Rick Doblin, ever the optimist, told the conference there is ‘substantially more than a 50/50 chance the application will be approved in August’. He also suggested the FDA plans to abolish advisory committee voting, which is one way to handle a bad result.
So what went wrong, who is to blame and what is likely to happen next?
There has been tension between MAPS / Doblin and Lykos for a while, and there are signs of more tension between the two following the advisory committee vote outcome.

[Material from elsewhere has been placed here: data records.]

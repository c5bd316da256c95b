use serde::{Deserialize, Serialize};
use serde_json::{Map, Value};

/// Account Activity API webhook payload. Events stay raw so they can be kept as channel data.
#[derive(Debug, Clone, Default, Deserialize)]
pub struct AccountActivity {
    #[serde(default)]
    pub for_user_id: Option<String>,
    #[serde(default)]
    pub direct_message_events: Vec<Value>,
    #[serde(default)]
    pub tweet_create_events: Vec<Value>,
    #[serde(default)]
    pub users: Map<String, Value>,
}

#[derive(Debug, Clone, Deserialize)]
pub struct DirectMessageEvent {
    #[serde(rename = "type")]
    pub event_type: String,
    pub id: String,
    #[serde(default)]
    pub created_timestamp: Option<String>,
    #[serde(default)]
    pub message_create: Option<MessageCreate>,
}

#[derive(Debug, Clone, Deserialize)]
pub struct MessageCreate {
    pub target: Target,
    pub sender_id: String,
    #[serde(default)]
    pub message_data: MessageData,
}

#[derive(Debug, Clone, Deserialize)]
pub struct Target {
    pub recipient_id: String,
}

#[derive(Debug, Clone, Default, Deserialize)]
pub struct MessageData {
    #[serde(default)]
    pub text: String,
    #[serde(default)]
    pub attachment: Option<DmAttachment>,
    #[serde(default)]
    pub quick_reply_response: Option<QuickReplyResponse>,
}

#[derive(Debug, Clone, Deserialize)]
pub struct DmAttachment {
    #[serde(default)]
    pub media: Option<Media>,
}

#[derive(Debug, Clone, Deserialize)]
pub struct Media {
    pub media_url_https: String,
    #[serde(rename = "type", default)]
    pub media_type: String,
}

#[derive(Debug, Clone, Deserialize)]
pub struct QuickReplyResponse {
    #[serde(default)]
    pub metadata: Option<String>,
}

#[derive(Debug, Clone, Deserialize)]
pub struct Tweet {
    pub id_str: String,
    #[serde(default)]
    pub text: String,
    #[serde(default)]
    pub full_text: Option<String>,
    #[serde(default)]
    pub extended_tweet: Option<ExtendedTweet>,
    #[serde(default)]
    pub in_reply_to_status_id_str: Option<String>,
    #[serde(default)]
    pub created_at: Option<String>,
    pub user: TweetUser,
}

impl Tweet {
    /// Untruncated text when Twitter supplied it.
    pub fn full_text(&self) -> &str {
        self.extended_tweet
            .as_ref()
            .map(|extended| extended.full_text.as_str())
            .or(self.full_text.as_deref())
            .unwrap_or(&self.text)
    }
}

#[derive(Debug, Clone, Deserialize)]
pub struct ExtendedTweet {
    pub full_text: String,
}

#[derive(Debug, Clone, Deserialize)]
pub struct TweetUser {
    pub id_str: String,
    #[serde(default)]
    pub screen_name: String,
    #[serde(default)]
    pub name: Option<String>,
}

/// Outgoing direct message.
#[derive(Debug, Clone, Default, PartialEq)]
pub struct DirectMessage {
    pub recipient_id: String,
    pub text: String,
    pub quick_replies: Vec<QuickReplyOption>,
}

#[derive(Debug, Clone, PartialEq, Serialize)]
pub struct QuickReplyOption {
    pub label: String,
    #[serde(skip_serializing_if = "Option::is_none")]
    pub metadata: Option<String>,
}

/// Outgoing status reply.
#[derive(Debug, Clone, Default, PartialEq)]
pub struct TweetReply {
    pub status: String,
    pub in_reply_to_status_id: Option<String>,
}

Doblin founded MAPS in 1984 as an NGO with two missions – medicalization of psychedelics (especially MDMA-Assisted Therapy) and drug policy reform so anyone who wants to take drugs can. It raised $150 million in funding from US philanthropists, many of whom were very into psychedelic spirituality themselves and enjoyed taking them at Burning Man and hanging out with Rick.
Then came the shroom boom in 2020. Psychedelic biotech companies started appearing, led by German biotech investor Christian Angermayer, who founded an investment firm called atai and also invested in a psilocybin company called Compass Pathways. Angermayer and other psychedelic biotech founders have raised $4 billion in funding on the stock market. Suddenly that meant MAPS philanthropists were less keen to give philanthropic donations – they could invest in psychedelic companies instead. ‘We were a victim of our own success’ says Doblin.

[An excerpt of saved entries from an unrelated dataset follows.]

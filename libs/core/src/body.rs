use std::collections::BTreeMap;

use serde_json::{Map, Value};

/// Largest inbound webhook body accepted by the adapters.
pub const DEFAULT_BODY_LIMIT: usize = 1024 * 1024;

#[derive(Debug, thiserror::Error)]
pub enum BodyError {
    #[error("request body exceeds {limit} bytes")]
    TooLarge { limit: usize },
    #[error("request body is empty")]
    Empty,
    #[error("invalid json body: {0}")]
    Json(#[from] serde_json::Error),
}

/// Decodes a webhook body as JSON or url-encoded form, chosen by content type.
///
/// Form bodies become a JSON object of strings. A missing or unknown content type is treated as
/// JSON.
///
/// ```
/// use bb_core::{decode_body, DEFAULT_BODY_LIMIT};
///
/// let form = decode_body(
///     Some("application/x-www-form-urlencoded; charset=utf-8"),
///     b"Body=hi+there&From=whatsapp%3A%2B1555",
///     DEFAULT_BODY_LIMIT,
/// )
/// .unwrap();
/// assert_eq!(form["Body"], "hi there");
/// assert_eq!(form["From"], "whatsapp:+1555");
/// ```
pub fn decode_body(
    content_type: Option<&str>,
    bytes: &[u8],
    limit: usize,
) -> Result<Value, BodyError> {
    if bytes.len() > limit {
        return Err(BodyError::TooLarge { limit });
    }
    if bytes.is_empty() {
        return Err(BodyError::Empty);
    }
    if is_form(content_type) {
        let object: Map<String, Value> = decode_form(bytes)
            .into_iter()
            .map(|(key, value)| (key, Value::String(value)))
            .collect();
        return Ok(Value::Object(object));
    }
    Ok(serde_json::from_slice(bytes)?)
}

/// Url-encoded form pairs. Repeated keys keep the last value.
pub fn decode_form(bytes: &[u8]) -> BTreeMap<String, String> {
    url::form_urlencoded::parse(bytes).into_owned().collect()
}

fn is_form(content_type: Option<&str>) -> bool {
    content_type
        .and_then(|ct| ct.split(';').next())
        .map(|mime| {
            mime.trim()
                .eq_ignore_ascii_case("application/x-www-form-urlencoded")
        })
        .unwrap_or(false)
}

#[cfg(test)]
mod tests {
    use super::*;

    #[test]
    fn json_is_default() {
        let value = decode_body(None, br#"{"a":1}"#, DEFAULT_BODY_LIMIT).unwrap();
        assert_eq!(value["a"], 1);
        let value = decode_body(
            Some("application/vnd.api+json"),
            br#"{"b":2}"#,
            DEFAULT_BODY_LIMIT,
        )
        .unwrap();
        assert_eq!(value["b"], 2);
    }

    #[test]
    fn rejects_oversized_and_empty() {
        assert!(matches!(
            decode_body(None, b"{}", 1),
            Err(BodyError::TooLarge { limit: 1 })
        ));
        assert!(matches!(
            decode_body(None, b"", DEFAULT_BODY_LIMIT),
            Err(BodyError::Empty)
        ));
    }

    #[test]
    fn malformed_json_is_an_error() {
        assert!(matches!(
            decode_body(Some("application/json"), b"{nope", DEFAULT_BODY_LIMIT),
            Err(BodyError::Json(_))
        ));
    }

    #[test]
    fn repeated_form_keys_keep_last_value() {
        let pairs = decode_form(b"a=1&a=2&b=");
        assert_eq!(pairs.get("a").map(String::as_str), Some("2"));
        assert_eq!(pairs.get("b").map(String::as_str), Some(""));
    }
}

To raise funding for its MDMA application and roll out, MAPS needed to launch a more traditional biotech firm, Lykos, which raised $100 million through shareholders last year. MAPS has a minority stake in Lykos. Doblin says the need to launch a for-profit biotech ‘was the biggest failure of my professional life.’
Doblin is not at the driving wheel anymore. Lykos brought in biotech managers and investors, some of them are not from the psychedelic community (gasp!) and they’re not necessarily on board with MAPS’ mission of drugs for all and the spiritualization of humanity.
So there is a tension between MAPS’ Burning Man culture and Lykos’ buttoned-down biotech culture, between mission one of drug reform advocacy and mission two of getting MDMA therapy FDA-approved. There is also a difference of approach – Lykos managers and investors think: ‘just focus on the data’, MAPS’ mission is ‘change the culture’.
Over the last few months, Lykos has no doubt been telling Doblin to keep quiet to align with FDA rules, while MAPS, Lykos and Doblin personally have been taking a pummelling in the media.
Lykos also for some reason didn’t engage with the Institute of Clinical and Economic Review (ICER) when it prepared a very damning report on Lykos’ MDMA treatment, in which it decided the evidence was unclear as to its efficacy, because of methodological issues, poor reporting, and the quasi-religious enthusiasm of the researchers and some of the participants for psychedelics.
It was in retrospect a big mistake for Lykos not to engage with ICER. One veteran of the field who has supported MAPS for many years says: ‘We didn’t see it coming. The feeling was Lykos just needed to engage with the FDA.’
Such a damning report from ICER – a respected organisation outside the psychedelic bubble – suddenly cast doubt on whether Lykos’ application would succeed and could have affected the thinking of the FDA advisory committee. Which brings us to Tuesday’s ‘disaster’, as Christian Angermayer called it.